▶ _Exercise aim_: Give the records again in full, exactly as they appear.

··· Material shown ···

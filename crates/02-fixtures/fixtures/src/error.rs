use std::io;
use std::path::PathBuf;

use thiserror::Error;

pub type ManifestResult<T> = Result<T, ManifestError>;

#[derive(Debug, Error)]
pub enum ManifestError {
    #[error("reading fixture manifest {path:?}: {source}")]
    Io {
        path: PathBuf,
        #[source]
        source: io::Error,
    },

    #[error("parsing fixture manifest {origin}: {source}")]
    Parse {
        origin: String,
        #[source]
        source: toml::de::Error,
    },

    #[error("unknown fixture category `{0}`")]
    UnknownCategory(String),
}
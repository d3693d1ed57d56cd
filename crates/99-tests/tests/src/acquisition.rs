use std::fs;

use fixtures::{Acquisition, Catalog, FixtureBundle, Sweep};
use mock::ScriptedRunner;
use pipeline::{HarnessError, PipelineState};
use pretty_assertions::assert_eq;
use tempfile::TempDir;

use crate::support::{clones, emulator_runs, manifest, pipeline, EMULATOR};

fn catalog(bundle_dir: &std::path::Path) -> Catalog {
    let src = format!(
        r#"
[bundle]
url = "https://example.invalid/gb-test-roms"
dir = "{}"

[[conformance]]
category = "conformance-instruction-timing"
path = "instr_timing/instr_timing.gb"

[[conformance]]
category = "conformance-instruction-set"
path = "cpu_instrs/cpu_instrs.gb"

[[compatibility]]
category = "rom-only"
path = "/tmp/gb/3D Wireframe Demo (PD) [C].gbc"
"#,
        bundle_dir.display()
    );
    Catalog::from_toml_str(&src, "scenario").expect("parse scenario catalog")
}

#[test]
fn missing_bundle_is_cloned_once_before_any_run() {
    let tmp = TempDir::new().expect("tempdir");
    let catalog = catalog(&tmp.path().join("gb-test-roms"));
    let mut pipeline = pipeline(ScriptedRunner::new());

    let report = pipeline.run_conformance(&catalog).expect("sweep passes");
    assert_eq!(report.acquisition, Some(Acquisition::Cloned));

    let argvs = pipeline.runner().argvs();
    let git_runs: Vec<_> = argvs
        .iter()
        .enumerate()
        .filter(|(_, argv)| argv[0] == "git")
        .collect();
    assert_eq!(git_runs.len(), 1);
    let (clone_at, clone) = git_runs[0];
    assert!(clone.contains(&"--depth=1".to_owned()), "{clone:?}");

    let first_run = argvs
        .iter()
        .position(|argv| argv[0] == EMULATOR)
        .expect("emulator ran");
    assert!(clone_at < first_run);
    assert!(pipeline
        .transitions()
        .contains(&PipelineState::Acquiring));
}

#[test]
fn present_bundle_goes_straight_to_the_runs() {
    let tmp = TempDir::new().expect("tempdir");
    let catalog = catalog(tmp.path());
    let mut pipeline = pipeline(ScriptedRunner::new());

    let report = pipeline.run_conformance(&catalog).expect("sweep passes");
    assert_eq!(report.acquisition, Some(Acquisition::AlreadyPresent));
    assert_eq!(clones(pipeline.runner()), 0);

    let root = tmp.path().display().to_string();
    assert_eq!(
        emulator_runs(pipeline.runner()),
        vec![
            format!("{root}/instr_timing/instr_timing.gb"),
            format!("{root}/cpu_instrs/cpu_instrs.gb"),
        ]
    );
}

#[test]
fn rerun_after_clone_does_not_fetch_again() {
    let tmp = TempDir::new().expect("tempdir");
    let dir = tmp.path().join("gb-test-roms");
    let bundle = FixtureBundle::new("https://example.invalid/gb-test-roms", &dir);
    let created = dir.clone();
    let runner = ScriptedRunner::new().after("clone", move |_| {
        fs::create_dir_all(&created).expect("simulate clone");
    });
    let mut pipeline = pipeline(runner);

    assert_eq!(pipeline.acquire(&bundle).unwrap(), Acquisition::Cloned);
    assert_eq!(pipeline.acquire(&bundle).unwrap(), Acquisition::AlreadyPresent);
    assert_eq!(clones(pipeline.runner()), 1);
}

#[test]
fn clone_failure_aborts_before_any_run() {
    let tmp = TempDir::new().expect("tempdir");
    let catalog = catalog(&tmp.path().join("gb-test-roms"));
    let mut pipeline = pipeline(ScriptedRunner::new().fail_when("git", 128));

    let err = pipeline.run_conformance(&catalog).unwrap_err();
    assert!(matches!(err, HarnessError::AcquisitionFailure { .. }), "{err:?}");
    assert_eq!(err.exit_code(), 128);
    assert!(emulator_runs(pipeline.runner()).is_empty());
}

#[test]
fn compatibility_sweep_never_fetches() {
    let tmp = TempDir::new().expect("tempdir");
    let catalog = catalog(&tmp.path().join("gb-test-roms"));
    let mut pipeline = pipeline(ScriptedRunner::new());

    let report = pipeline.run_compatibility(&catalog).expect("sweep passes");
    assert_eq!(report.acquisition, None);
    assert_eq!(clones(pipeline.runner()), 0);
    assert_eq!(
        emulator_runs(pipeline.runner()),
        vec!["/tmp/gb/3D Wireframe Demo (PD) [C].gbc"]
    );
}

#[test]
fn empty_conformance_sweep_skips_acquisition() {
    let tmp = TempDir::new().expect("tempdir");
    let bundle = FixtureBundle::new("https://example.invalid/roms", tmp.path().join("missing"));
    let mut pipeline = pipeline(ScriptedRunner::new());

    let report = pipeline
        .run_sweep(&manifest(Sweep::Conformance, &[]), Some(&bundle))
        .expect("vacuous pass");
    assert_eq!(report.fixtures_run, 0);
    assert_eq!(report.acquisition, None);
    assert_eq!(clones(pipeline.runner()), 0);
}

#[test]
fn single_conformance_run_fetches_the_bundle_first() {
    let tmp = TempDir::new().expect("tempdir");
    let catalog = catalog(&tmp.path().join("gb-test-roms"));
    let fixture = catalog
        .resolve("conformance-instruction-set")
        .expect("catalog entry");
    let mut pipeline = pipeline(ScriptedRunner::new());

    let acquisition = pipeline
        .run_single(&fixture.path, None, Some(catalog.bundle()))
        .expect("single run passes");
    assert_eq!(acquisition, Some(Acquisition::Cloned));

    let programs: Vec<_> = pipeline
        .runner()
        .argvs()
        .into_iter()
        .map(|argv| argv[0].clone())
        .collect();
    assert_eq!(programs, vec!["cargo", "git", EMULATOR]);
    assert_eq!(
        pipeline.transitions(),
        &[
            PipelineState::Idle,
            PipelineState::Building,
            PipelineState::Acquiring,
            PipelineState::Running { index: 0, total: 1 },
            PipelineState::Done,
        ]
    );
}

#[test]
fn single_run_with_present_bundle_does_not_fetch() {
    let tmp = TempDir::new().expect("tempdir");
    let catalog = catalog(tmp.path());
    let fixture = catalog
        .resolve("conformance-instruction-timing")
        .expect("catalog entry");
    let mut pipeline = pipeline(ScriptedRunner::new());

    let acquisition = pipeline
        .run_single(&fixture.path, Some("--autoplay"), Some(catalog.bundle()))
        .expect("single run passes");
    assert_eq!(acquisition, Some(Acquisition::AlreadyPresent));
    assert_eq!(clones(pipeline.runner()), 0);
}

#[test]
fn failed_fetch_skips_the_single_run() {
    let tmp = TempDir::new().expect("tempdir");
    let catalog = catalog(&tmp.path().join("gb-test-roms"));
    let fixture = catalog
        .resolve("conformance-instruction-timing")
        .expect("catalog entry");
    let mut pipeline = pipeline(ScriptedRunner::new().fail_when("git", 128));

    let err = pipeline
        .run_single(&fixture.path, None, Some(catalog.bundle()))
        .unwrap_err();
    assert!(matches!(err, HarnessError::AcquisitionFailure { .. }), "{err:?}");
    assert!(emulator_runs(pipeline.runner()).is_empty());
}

···

▶ _Solution_:
filename crates/02-fixtures/fixtures/src/error.rs
use std::io;
use std::path::PathBuf;

use thiserror::Error;

pub type ManifestResult<T> = Result<T, ManifestError>;

#[derive(Debug, Error)]
pub enum ManifestError {
    #[error("reading fixture manifest {path:?}: {source}")]
    Io {
        path: PathBuf,
        #[source]
        source: io::Error,
    },

    #[error("parsing fixture manifest {origin}: {source}")]
    Parse {
        origin: String,
        #[source]
        source: toml::de::Error,
    },

    #[error("unknown fixture category `{0}`")]
    UnknownCategory(String),
}
repository d3693d1ed57d56cd
filename crates/99-tests/tests/src/acquisition.rs
use std::fs;

use fixtures::{Acquisition, Catalog, FixtureBundle, Sweep};
use mock::ScriptedRunner;
use pipeline::{HarnessError, PipelineState};
use pretty_assertions::assert_eq;
use tempfile::TempDir;

use crate::support::{clones, emulator_runs, manifest, pipeline, EMULATOR};

fn catalog(bundle_dir: &std::path::Path) -> Catalog {
    let src = format!(
        r#"
[bundle]
url = "https://example.invalid/gb-test-roms"
dir = "{}"

[[conformance]]
category = "conformance-instruction-timing"
path = "instr_timing/instr_timing.gb"

[[conformance]]
category = "conformance-instruction-set"
path = "cpu_instrs/cpu_instrs.gb"

[[compatibility]]
category = "rom-only"
path = "/tmp/gb/3D Wireframe Demo (PD) [C].gbc"
"#,
        bundle_dir.display()
    );
    Catalog::from_toml_str(&src, "scenario").expect("parse scenario catalog")
}

#[test]
fn missing_bundle_is_cloned_once_before_any_run() {
    let tmp = TempDir::new().expect("tempdir");
    let catalog = catalog(&tmp.path().join("gb-test-roms"));
    let mut pipeline = pipeline(ScriptedRunner::new());

    let report = pipeline.run_conformance(&catalog).expect("sweep passes");
    assert_eq!(report.acquisition, Some(Acquisition::Cloned));

    let argvs = pipeline.runner().argvs();
    let git_runs: Vec<_> = argvs
        .iter()
        .enumerate()
        .filter(|(_, argv)| argv[0] == "git")
        .collect();
    assert_eq!(git_runs.len(), 1);
    let (clone_at, clone) = git_runs[0];
    assert!(clone.contains(&"--depth=1".to_owned()), "{clone:?}");

    let first_run = argvs
        .iter()
        .position(|argv| argv[0] == EMULATOR)
        .expect("emulator ran");
    assert!(clone_at < first_run);
    assert!(pipeline
        .transitions()
        .contains(&PipelineState::Acquiring));
}

#[test]
fn present_bundle_goes_straight_to_the_runs() {
    let tmp = TempDir::new().expect("tempdir");
    let catalog = catalog(tmp.path());
    let mut pipeline = pipeline(ScriptedRunner::new());

    let report = pipeline.run_conformance(&catalog).expect("sweep passes");
    assert_eq!(report.acquisition, Some(Acquisition::AlreadyPresent));
    assert_eq!(clones(pipeline.runner()), 0);

    let root = tmp.path().display().to_string();
    assert_eq!(
        emulator_runs(pipeline.runner()),
        vec![
            format!("{root}/instr_timing/instr_timing.gb"),
            format!("{root}/cpu_instrs/cpu_instrs.gb"),
        ]
    );
}

#[test]
fn rerun_after_clone_does_not_fetch_again() {
    let tmp = TempDir::new().expect("tempdir");
    let dir = tmp.path().join("gb-test-roms");
    let bundle = FixtureBundle::new("https://example.invalid/gb-test-roms", &dir);
    let created = dir.clone();
    let runner = ScriptedRunner::new().after("clone", move |_| {
        fs::create_dir_all(&created).expect("simulate clone");
    });
    let mut pipeline = pipeline(runner);

    assert_eq!(pipeline.acquire(&bundle).unwrap(), Acquisition::Cloned);
    assert_eq!(pipeline.acquire(&bundle).unwrap(), Acquisition::AlreadyPresent);
    assert_eq!(clones(pipeline.runner()), 1);
}

#[test]
fn clone_failure_aborts_before_any_run() {
    let tmp = TempDir::new().expect("tempdir");
    let catalog = catalog(&tmp.path().join("gb-test-roms"));
    let mut pipeline = pipeline(ScriptedRunner::new().fail_when("git", 128));

    let err = pipeline.run_conformance(&catalog).unwrap_err();
    assert!(matches!(err, HarnessError::AcquisitionFailure { .. }), "{err:?}");
    assert_eq!(err.exit_code(), 128);
    assert!(emulator_runs(pipeline.runner()).is_empty());
}

#[test]
fn compatibility_sweep_never_fetches() {
    let tmp = TempDir::new().expect("tempdir");
    let catalog = catalog(&tmp.path().join("gb-test-roms"));
    let mut pipeline = pipeline(ScriptedRunner::new());

    let report = pipeline.run_compatibility(&catalog).expect("sweep passes");
    assert_eq!(report.acquisition, None);
    assert_eq!(clones(pipeline.runner()), 0);
    assert_eq!(
        emulator_runs(pipeline.runner()),
        vec!["/tmp/gb/3D Wireframe Demo (PD) [C].gbc"]
    );
}

#[test]
fn empty_conformance_sweep_skips_acquisition() {
    let tmp = TempDir::new().expect("tempdir");
    let bundle = FixtureBundle::new("https://example.invalid/roms", tmp.path().join("missing"));
    let mut pipeline = pipeline(ScriptedRunner::new());

    let report = pipeline
        .run_sweep(&manifest(Sweep::Conformance, &[]), Some(&bundle))
        .expect("vacuous pass");
    assert_eq!(report.fixtures_run, 0);
    assert_eq!(report.acquisition, None);
    assert_eq!(clones(pipeline.runner()), 0);
}

#[test]
fn single_conformance_run_fetches_the_bundle_first() {
    let tmp = TempDir::new().expect("tempdir");
    let catalog = catalog(&tmp.path().join("gb-test-roms"));
    let fixture = catalog
        .resolve("conformance-instruction-set")
        .expect("catalog entry");
    let mut pipeline = pipeline(ScriptedRunner::new());

    let acquisition = pipeline
        .run_single(&fixture.path, None, Some(catalog.bundle()))
        .expect("single run passes");
    assert_eq!(acquisition, Some(Acquisition::Cloned));

    let programs: Vec<_> = pipeline
        .runner()
        .argvs()
        .into_iter()
        .map(|argv| argv[0].clone())
        .collect();
    assert_eq!(programs, vec!["cargo", "git", EMULATOR]);
    assert_eq!(
        pipeline.transitions(),
        &[
            PipelineState::Idle,
            PipelineState::Building,
            PipelineState::Acquiring,
            PipelineState::Running { index: 0, total: 1 },
            PipelineState::Done,
        ]
    );
}

#[test]
fn single_run_with_present_bundle_does_not_fetch() {
    let tmp = TempDir::new().expect("tempdir");
    let catalog = catalog(tmp.path());
    let fixture = catalog
        .resolve("conformance-instruction-timing")
        .expect("catalog entry");
    let mut pipeline = pipeline(ScriptedRunner::new());

    let acquisition = pipeline
        .run_single(&fixture.path, Some("--autoplay"), Some(catalog.bundle()))
        .expect("single run passes");
    assert_eq!(acquisition, Some(Acquisition::AlreadyPresent));
    assert_eq!(clones(pipeline.runner()), 0);
}

#[test]
fn failed_fetch_skips_the_single_run() {
    let tmp = TempDir::new().expect("tempdir");
    let catalog = catalog(&tmp.path().join("gb-test-roms"));
    let fixture = catalog
        .resolve("conformance-instruction-timing")
        .expect("catalog entry");
    let mut pipeline = pipeline(ScriptedRunner::new().fail_when("git", 128));

    let err = pipeline
        .run_single(&fixture.path, None, Some(catalog.bundle()))
        .unwrap_err();
    assert!(matches!(err, HarnessError::AcquisitionFailure { .. }), "{err:?}");
    assert!(emulator_runs(pipeline.runner()).is_empty());
}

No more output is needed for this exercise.